Vapor plate locking structure

technical field

The utility model relates to a uniform temperature plate, in particular to a locking structure of a uniform temperature plate.

Background technique

Vapor chamber is a high-performance heat dissipation device that can quickly conduct local heat source to large-area flat plate. Due to its high heat transfer capacity, light weight, simple structure and multi-purpose features, and the ability to transfer a large amount of heat without consuming power, the vapor chamber has been widely used in high-performance heat dissipation components markets, such as servers, communications, high-speed Step-by-step graphics cards, high-efficiency LED cooling components, etc.

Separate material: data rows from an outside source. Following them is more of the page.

//! Frame header with zero-copy parsing.
//!
//! The `FrameHeader` is a fixed 16-byte big-endian structure. Gateways read
//! it first to learn the frame kind and how many body bytes follow, so a
//! stream reader can bound its next read before any CBOR is touched.

use zerocopy::{FromBytes, Immutable, IntoBytes, KnownLayout};

use crate::errors::{ProtocolError, Result};

/// What the frame body contains.
#[derive(Debug, Clone, Copy, PartialEq, Eq, Hash)]
#[repr(u8)]
pub enum FrameKind {
    /// Client request (`Join`, `Submit`, `Leave`)
    Request = 0x01,
    /// Gateway response to a request
    Response = 0x02,
    /// Gateway-initiated delivery of a sequenced operation
    Push = 0x03,
}

impl FrameKind {
    /// Decode a kind byte.
    pub fn from_u8(value: u8) -> Option<Self> {
        match value {
            0x01 => Some(Self::Request),
            0x02 => Some(Self::Response),
            0x03 => Some(Self::Push),
            _ => None,
        }
    }

    /// Encode as the wire byte.
    pub fn to_u8(self) -> u8 {
        self as u8
    }
}

/// Fixed 16-byte frame header (big endian).
///
/// Fields are raw byte arrays so every 16-byte pattern is a valid value and
/// the struct can be cast straight from untrusted network bytes; semantic
/// validation happens in [`FrameHeader::from_bytes`].
#[repr(C, packed)]
#[derive(Clone, Copy, FromBytes, IntoBytes, KnownLayout, Immutable)]
pub struct FrameHeader {
    magic: [u8; 4],      // 0x4D474C4E ("MGLN")
    version: u8,         // 0x01
    kind: u8,            // FrameKind
    reserved: [u8; 2],   // must be zero on send, ignored on receive
    request_id: [u8; 4], // client nonce echoed in the response
    pub(crate) payload_size: [u8; 4],
}

impl FrameHeader {
    /// Size of the serialized header.
    pub const SIZE: usize = 16;

    /// Magic number: "MGLN" in ASCII.
    pub const MAGIC: u32 = 0x4D47_4C4E;

    /// Current protocol version.
    pub const VERSION: u8 = 0x01;

    /// Maximum body size (16 MiB).
    pub const MAX_PAYLOAD_SIZE: u32 = 16 * 1024 * 1024;

    /// Create a header of the given kind with an empty body.
    #[must_use]
    pub fn new(kind: FrameKind) -> Self {
        Self {
            magic: Self::MAGIC.to_be_bytes(),
            version: Self::VERSION,
            kind: kind.to_u8(),
            reserved: [0; 2],
            request_id: [0; 4],
            payload_size: [0; 4],
        }
    }

    /// Parse a header from the front of `bytes` without copying.
    ///
    /// Checks, cheapest first: length, magic, version, kind, payload bound.
    pub fn from_bytes(bytes: &[u8]) -> Result<&Self> {
        let (header, _) = Self::ref_from_prefix(bytes).map_err(|_| {
            ProtocolError::FrameTooShort { expected: Self::SIZE, actual: bytes.len() }
        })?;

        if u32::from_be_bytes(header.magic) != Self::MAGIC {
            return Err(ProtocolError::InvalidMagic);
        }

        if header.version != Self::VERSION {
            return Err(ProtocolError::UnsupportedVersion(header.version));
        }

        if FrameKind::from_u8(header.kind).is_none() {
            return Err(ProtocolError::UnknownKind(header.kind));
        }

        let payload_size = u32::from_be_bytes(header.payload_size);
        if payload_size > Self::MAX_PAYLOAD_SIZE {
            return Err(ProtocolError::PayloadTooLarge {
                size: payload_size as usize,
                max: Self::MAX_PAYLOAD_SIZE as usize,
            });
        }

        Ok(header)
    }

    /// Serialize to wire bytes.
    #[must_use]
    pub fn to_bytes(&self) -> [u8; Self::SIZE] {
        let mut arr = [0u8; Self::SIZE];
        arr.copy_from_slice(IntoBytes::as_bytes(self));
        arr
    }

    /// Magic number.
    #[must_use]
    pub fn magic(&self) -> u32 {
        u32::from_be_bytes(self.magic)
    }

    /// Protocol version.
    #[must_use]
    pub fn version(&self) -> u8 {
        self.version
    }

    /// Frame kind. `None` only for headers that bypassed [`Self::from_bytes`].
    #[must_use]
    pub fn kind(&self) -> Option<FrameKind> {
        FrameKind::from_u8(self.kind)
    }

    /// Request identifier.
    #[must_use]
    pub fn request_id(&self) -> u32 {
        u32::from_be_bytes(self.request_id)
    }

    /// Body length in bytes.
    #[must_use]
    pub fn payload_size(&self) -> u32 {
        u32::from_be_bytes(self.payload_size)
    }

    /// Set the request identifier.
    pub fn set_request_id(&mut self, request_id: u32) {
        self.request_id = request_id.to_be_bytes();
    }
}

impl PartialEq for FrameHeader {
    fn eq(&self, other: &Self) -> bool {
        self.to_bytes() == other.to_bytes()
    }
}

impl Eq for FrameHeader {}

// Manual Debug implementation (can't derive due to packed repr)
impl std::fmt::Debug for FrameHeader {
    fn fmt(&self, f: &mut std::fmt::Formatter<'_>) -> std::fmt::Result {
        f.debug_struct("FrameHeader")
            .field("magic", &format!("{:#010x}", self.magic()))
            .field("version", &self.version())
            .field("kind", &self.kind())
            .field("request_id", &self.request_id())
            .field("payload_size", &self.payload_size())
            .finish()
    }
}
//! Frame: header plus opaque body bytes.

use bytes::{BufMut, Bytes};

use crate::{
    errors::{ProtocolError, Result},
    header::FrameHeader,
};

/// A complete protocol frame.
///
/// # Invariants
///
/// - `payload.len()` equals `header.payload_size()`. Enforced by
///   [`Frame::new`] and verified by [`Frame::decode`].
/// - `payload.len()` never exceeds [`FrameHeader::MAX_PAYLOAD_SIZE`] on the
///   wire; oversized frames are rejected by [`Frame::encode`].
#[derive(Debug, Clone, PartialEq, Eq)]
pub struct Frame {
    /// Frame header
    pub header: FrameHeader,
    /// CBOR-encoded body
    pub payload: Bytes,
}

impl Frame {
    /// Create a frame, setting the header's payload size from `payload`.
    ///
    /// Oversized payloads are accepted here and rejected at
    /// [`Frame::encode`], so tests can build frames freely.
    #[must_use]
    pub fn new(mut header: FrameHeader, payload: impl Into<Bytes>) -> Self {
        let payload = payload.into();

        // Saturate instead of truncating: an oversize claim still fails
        // `encode` and `from_bytes`.
        let payload_len = u32::try_from(payload.len()).unwrap_or(u32::MAX);
        header.payload_size = payload_len.to_be_bytes();

        Self { header, payload }
    }

    /// Encode as `[header (16 bytes)][payload]`.
    pub fn encode(&self, dst: &mut impl BufMut) -> Result<()> {
        if self.payload.len() > FrameHeader::MAX_PAYLOAD_SIZE as usize {
            return Err(ProtocolError::PayloadTooLarge {
                size: self.payload.len(),
                max: FrameHeader::MAX_PAYLOAD_SIZE as usize,
            });
        }

        debug_assert_eq!(self.payload.len(), self.header.payload_size() as usize);

        dst.put_slice(&self.header.to_bytes());
        dst.put_slice(&self.payload);

        Ok(())
    }

    /// Encode into a fresh buffer.
    pub fn to_vec(&self) -> Result<Vec<u8>> {
        let mut buf = Vec::with_capacity(FrameHeader::SIZE + self.payload.len());
        self.encode(&mut buf)?;
        Ok(buf)
    }

    /// Decode a frame from wire bytes.
    ///
    /// Validates framing only; the body stays opaque until
    /// [`crate::Message::from_frame`]. Trailing bytes past the claimed payload
    /// are ignored.
    pub fn decode(bytes: &[u8]) -> Result<Self> {
        let header = FrameHeader::from_bytes(bytes)?;

        let payload_size = header.payload_size() as usize;
        let total_size = FrameHeader::SIZE + payload_size;

        let Some(body) = bytes.get(FrameHeader::SIZE..total_size) else {
            return Err(ProtocolError::FrameTruncated {
                expected: payload_size,
                actual: bytes.len().saturating_sub(FrameHeader::SIZE),
            });
        };

        Ok(Self { header: *header, payload: Bytes::copy_from_slice(body) })
    }
}

#[cfg(test)]
mod tests {
    use super::*;
    use crate::FrameKind;

    #[test]
    fn frame_sets_payload_size() {
        let frame = Frame::new(FrameHeader::new(FrameKind::Request), vec![1, 2, 3, 4]);
        assert_eq!(frame.header.payload_size(), 4);

        let wire = frame.to_vec().unwrap();
        assert_eq!(wire.len(), FrameHeader::SIZE + 4);

        let parsed = Frame::decode(&wire).unwrap();
        assert_eq!(parsed, frame);
    }

    #[test]
    fn reject_truncated_frame() {
        let frame = Frame::new(FrameHeader::new(FrameKind::Push), vec![0u8; 100]);
        let wire = frame.to_vec().unwrap();

        let result = Frame::decode(&wire[..FrameHeader::SIZE + 10]);
        assert_eq!(result, Err(ProtocolError::FrameTruncated { expected: 100, actual: 10 }));
    }

    #[test]
    fn trailing_bytes_are_ignored() {
        let frame = Frame::new(FrameHeader::new(FrameKind::Response), vec![7, 7]);
        let mut wire = frame.to_vec().unwrap();
        wire.extend_from_slice(&[0xff; 5]);

        let parsed = Frame::decode(&wire).unwrap();
        assert_eq!(parsed.payload.as_ref(), &[7, 7]);
    }

    #[test]
    fn encode_rejects_oversized_payload() {
        let payload = vec![0u8; FrameHeader::MAX_PAYLOAD_SIZE as usize + 1];
        let frame = Frame::new(FrameHeader::new(FrameKind::Request), payload);
        assert!(matches!(frame.to_vec(), Err(ProtocolError::PayloadTooLarge { .. })));
    }
}
//! Collaborator error types.
//!
//! - `StorageError`: snapshot store failures. `NotFound` is benign.
//! - `LogError`: durable log failures.
//! - `TransportError`: pub/sub publish/subscribe failures.
//! - `SubscriptionError`: conditions observed while reading a stream.

use thiserror::Error;

/// Errors from the snapshot store.
#[derive(Error, Debug, Clone, PartialEq, Eq)]
pub enum StorageError {
    /// No snapshot exists for the document (it has never been compacted).
    #[error("no snapshot for document {0}")]
    NotFound(String),

    /// Serialization or deserialization failed
    #[error("serialization error: {0}")]
    Serialization(String),

    /// I/O error (file system, database, etc.)
    #[error("I/O error: {0}")]
    Io(String),
}

impl From<std::io::Error> for StorageError {
    fn from(err: std::io::Error) -> Self {
        Self::Io(err.to_string())
    }
}

/// Errors from the durable ordered log.
#[derive(Error, Debug, Clone, PartialEq, Eq)]
pub enum LogError {
    /// Log cannot accept or return entries right now.
    #[error("log unavailable: {0}")]
    Unavailable(String),

    /// Persisted log disagrees with the cached next sequence number.
    ///
    /// The sequencer cache is cleared; the caller may resubmit.
    #[error("sequence conflict for document {document_id}: expected {expected}, found {found}")]
    Conflict {
        /// Document whose log drifted
        document_id: String,
        /// Sequence number the cache would have assigned
        expected: u64,
        /// Sequence number already present
        found: u64,
    },

    /// Sequence numbers exhausted.
    #[error("sequence number overflow for document {0}")]
    Overflow(String),

    /// Serialization or deserialization failed
    #[error("serialization error: {0}")]
    Serialization(String),
}

/// Errors from the pub/sub transport.
#[derive(Error, Debug, Clone, PartialEq, Eq)]
pub enum TransportError {
    /// Transport refused the publish or subscribe.
    #[error("pub/sub unavailable: {0}")]
    Unavailable(String),
}

/// Conditions observed while receiving from a stream.
#[derive(Error, Debug, Clone, Copy, PartialEq, Eq)]
pub enum SubscriptionError {
    /// Receiver fell behind; this many messages were skipped.
    #[error("subscriber lagged by {0} messages")]
    Lagged(u64),

    /// Publisher side is gone.
    #[error("subscription closed")]
    Closed,
}
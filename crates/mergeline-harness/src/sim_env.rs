//! Simulation environment: virtual clock and seeded randomness.
//!
//! Two clusters built from the same seed draw the same session ids and see
//! the same clock readings, so a failing run can be replayed exactly.

#![allow(clippy::disallowed_types, reason = "Synchronous locking of RNG and clock state only")]

use std::{
    ops::Sub,
    sync::{Arc, Mutex},
    time::Duration,
};

use mergeline_core::Environment;
use rand::{RngCore, SeedableRng};
use rand_chacha::ChaCha8Rng;

/// Point on the virtual clock, measured from the start of the simulation.
#[derive(Debug, Clone, Copy, PartialEq, Eq, PartialOrd, Ord, Default)]
pub struct SimInstant(Duration);

impl SimInstant {
    /// Time since the simulation started.
    pub fn elapsed_since_start(self) -> Duration {
        self.0
    }
}

impl Sub for SimInstant {
    type Output = Duration;

    fn sub(self, rhs: Self) -> Duration {
        self.0.saturating_sub(rhs.0)
    }
}

/// Deterministic environment for simulations.
///
/// Clones share the clock and the RNG.
#[derive(Clone)]
pub struct SimEnv {
    rng: Arc<Mutex<ChaCha8Rng>>,
    clock: Arc<Mutex<Duration>>,
}

impl Default for SimEnv {
    fn default() -> Self {
        Self::new()
    }
}

impl SimEnv {
    /// Environment seeded with 0.
    pub fn new() -> Self {
        Self::with_seed(0)
    }

    /// Environment with an explicit RNG seed.
    pub fn with_seed(seed: u64) -> Self {
        Self {
            rng: Arc::new(Mutex::new(ChaCha8Rng::seed_from_u64(seed))),
            clock: Arc::new(Mutex::new(Duration::ZERO)),
        }
    }

    /// Move the virtual clock forward.
    #[allow(clippy::expect_used)]
    pub fn advance(&self, duration: Duration) {
        let mut clock = self.clock.lock().expect("Mutex poisoned");
        *clock = clock.saturating_add(duration);
    }
}

impl Environment for SimEnv {
    type Instant = SimInstant;

    #[allow(clippy::expect_used)]
    fn now(&self) -> SimInstant {
        SimInstant(*self.clock.lock().expect("Mutex poisoned"))
    }

    /// Advances the virtual clock at call time, then yields once to the
    /// runtime.
    fn sleep(&self, duration: Duration) -> impl std::future::Future<Output = ()> + Send {
        self.advance(duration);
        tokio::task::yield_now()
    }

    #[allow(clippy::expect_used)]
    fn random_bytes(&self, buffer: &mut [u8]) {
        self.rng.lock().expect("Mutex poisoned").fill_bytes(buffer);
    }
}

#[cfg(test)]
mod tests {
    use super::*;

    #[test]
    fn same_seed_same_ids() {
        let a = SimEnv::with_seed(42);
        let b = SimEnv::with_seed(42);

        let ids_a: Vec<u64> = (0..5).map(|_| a.random_u64()).collect();
        let ids_b: Vec<u64> = (0..5).map(|_| b.random_u64()).collect();
        assert_eq!(ids_a, ids_b);
    }

    #[test]
    fn different_seeds_diverge() {
        assert_ne!(SimEnv::with_seed(1).random_u64(), SimEnv::with_seed(2).random_u64());
    }

    #[test]
    fn clones_share_the_rng() {
        let env = SimEnv::with_seed(7);
        let clone = env.clone();

        let first = env.random_u64();
        let second = clone.random_u64();
        assert_ne!(first, second);
        assert_ne!(SimEnv::with_seed(7).random_u64(), second);
    }

    #[test]
    fn clock_only_moves_when_advanced() {
        let env = SimEnv::new();
        let start = env.now();
        assert_eq!(env.now(), start);

        env.advance(Duration::from_millis(250));
        assert_eq!(env.now() - start, Duration::from_millis(250));
        assert_eq!(start - env.now(), Duration::ZERO);
    }

    #[tokio::test]
    async fn sleep_advances_virtual_time() {
        let env = SimEnv::new();
        let start = env.now();

        env.sleep(Duration::from_secs(30)).await;

        assert_eq!(env.now().elapsed_since_start(), Duration::from_secs(30));
        assert_eq!(env.now() - start, Duration::from_secs(30));
    }
}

However, in order to meet the demands of today's thin and light electronic equipment, the vapor chamber must also be designed to be thin and light, so as to reduce the overall thickness of the electronic equipment. In this regard, how to design the locking structure of the vapor chamber and how to securely combine the vapor chamber with the electronic heating element so as to dissipate heat from the electronic heating element is the research motivation of the present invention.

Utility model content

An object of the present invention is to provide a vapor chamber locking structure, so that the vapor chamber can be firmly combined with the electronic heating element to dissipate heat.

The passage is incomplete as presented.